**REQUIRED WORK:** Tally the lines in the listing below that include "types". Answer with the count and nothing more.

**RECORDS FOR PROCESSING:**
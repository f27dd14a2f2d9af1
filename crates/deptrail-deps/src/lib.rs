//! # deptrail-deps
//!
//! Dependency inventory for npm, pnpm, Deno, Bundler and uv projects.
//!
//! This crate provides functionality to:
//! - Parse manifests (package.json, deno.json, Gemfile, pyproject.toml)
//! - Parse lockfiles (package-lock.json, pnpm-lock.yaml, deno.lock, Gemfile.lock, uv.lock)
//! - Compare and match versions with semver, RubyGems and PEP 440 rules
//! - Merge both into one normalized dependency set (direct and transitive)
//! - Find outdated direct dependencies using `deptrail-info` registry lookups
//! - Build dependency trees and reverse "why is this installed" chains
//!
//! ## Architecture
//!
//! - Parser traits (`ManifestParser`, `LockfileParser`) with one
//!   implementation per file format; parsers never fail, bad input is empty input
//! - [`PackageManager`] binds a manifest parser, a lockfile parser and the
//!   ecosystems they produce
//! - [`Inventory`] reads a project directory through `deptrail-fs` and runs
//!   the graph builder, outdated checker, tree builder and chain tracer
//!
//! ## Example
//!
//! ```rust,no_run
//! use deptrail_deps::{Inventory, PackageManager};
//!
//! # async fn example() -> deptrail_deps::Result<()> {
//! let inventory = Inventory::native(".").await?;
//!
//! for manager in inventory.detect().await {
//!     for outdated in inventory.outdated(manager, true).await {
//!         println!(
//!             "{}: wanted {}, latest {}",
//!             outdated.dependency.name, outdated.wanted, outdated.latest
//!         );
//!     }
//! }
//! # Ok(())
//! # }
//! ```

#![warn(missing_docs)]

pub mod chain;
pub mod deno;
pub mod error;
pub mod graph;
pub mod inventory;
pub mod lockfile;
pub mod manager;
pub mod npm;
pub mod outdated;
pub mod python;
pub mod ruby;
pub mod toml_subset;
pub mod traits;
pub mod tree;
pub mod types;
pub mod version;

// Re-export main types and traits
pub use error::{Error, Result};
pub use lockfile::{LockEdge, LockedPackage, LockfileData, RootPackage};
pub use traits::{LockfileParser, ManifestParser};
pub use types::{
    Dependency, DependencyGroup, DependencyTreeEntry, Ecosystem, ManifestEntry,
    OutdatedDependency, VersionEntry, VersionSource,
};

// Re-export ecosystem-specific parsers
pub use deno::{DenoJsonParser, DenoLockfileParser};
pub use npm::{NpmLockfileParser, PackageJsonParser, PnpmLockfileParser};
pub use python::{PyprojectParser, UvLockParser};
pub use ruby::{GemfileLockParser, GemfileParser};

// Re-export the analysis entry points
pub use chain::{trace_chain, ChainLink};
pub use graph::build_dependencies;
pub use inventory::{Inventory, ProjectFiles};
pub use manager::PackageManager;
pub use outdated::check_outdated;
pub use tree::build_tree;
pub use version::VersionGrammar;
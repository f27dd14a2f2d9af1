//! Core traits for manifest and lockfile parsing

use crate::lockfile::LockfileData;
use crate::types::ManifestEntry;

/// Reads the direct dependency declarations of a manifest
///
/// Implementations are total: malformed input yields an empty (or partial)
/// list, never an error.
pub trait ManifestParser: Send + Sync {
    /// File name this parser understands (e.g. `package.json`)
    fn file_name(&self) -> &'static str;

    /// Parse manifest text into declarations in file order
    fn parse_manifest(&self, text: &str) -> Vec<ManifestEntry>;
}

/// Reads the resolved package graph of a lockfile
///
/// Implementations are total: malformed input yields empty lockfile data,
/// never an error.
pub trait LockfileParser: Send + Sync {
    /// File name this parser understands (e.g. `package-lock.json`)
    fn file_name(&self) -> &'static str;

    /// Parse lockfile text into locked packages and their edges
    fn parse_lockfile(&self, text: &str) -> LockfileData;
}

**EXERCISE ANSWER:** 4